Book #50 was Kushiel’s Dart, the first book in Jacqueline Carey’s Kushiel’s Legacy series. The back of the book reads:
The land of Terre d’Ange is a place of unsurpassed beauty and grace. It is said that angels found the land and saw it was good…and the ensuing race that rose from the seed of angels and men live by one simple rule: Love as thou wilt.
Phèdre nó Delaunay is a young woman who was born with a scarlet mote in her left eye. Sold into indentured servitude as a child, her bond is purchased by Anafiel Delaunay, a nobleman with very a special mission…and the first one to recognize who and what she is: one pricked by Kushiel’s Dart, chosen to forever experience pain and pleasure as one.
Phèdre is trained equally in the courtly arts and the talents of the bedchamber, but, above all, the ability to observe, remember, and analyze. Almost as talented a spy as she is courtesan, Phèdre stumbles upon a plot that threatens the very foundations of her homeland. Treachery sets her on her path; love and honor goad her further. And in the doing, it will take her to the edge of despair…and beyond.

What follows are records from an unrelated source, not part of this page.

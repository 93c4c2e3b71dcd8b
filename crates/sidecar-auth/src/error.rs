use thiserror::Error;

#[derive(Debug, Error)]
pub enum AuthError {
    #[error("invalid api key")]
    Unauthorized,

    #[error("stored quota value could not be parsed")]
    MalformedQuota,

    #[error("kv store error: {0}")]
    Store(#[source] sidecar_kvstore::KvError),
}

Hateful friend, loving enemy, beloved assassin; they can all wear the same glittering mask in this world, and Phèdre will get but one chance to save all that she holds dear.
Set in a world of cunning poets, deadly courtiers, heroic traitors, and a truly Machiavellian villainess, this is a novel of grandeur, luxuriance, sacrifice, betrayal, and deeply laid conspiracies. Not since Dune has there been an epic on the scale of Kushiel’s Dart-a massive tale about the violent death of an old age, and the birth of a new.
Jacqueline Carey’s Kushiel’s Legacy series is, so far, a trilogy of trilogies, so to speak. A couple of summers ago, I read the first book in the latest trilogy, Naamah’s Kiss, and really enjoyed it. This first book in the entire series showed me that I have a lot to look forward to.
Phèdre nó Delaunay’s world is one that is both familiar and not. Carey has given us a reimagined Earth with elements that are familiar. There is a lot of known religion and mythology in her fictional religion and mythology. The countries are almost recognizable as Scandinavia and the Middle East and parts of Europe. The problem is timeless – who will rule Terre d’Ange?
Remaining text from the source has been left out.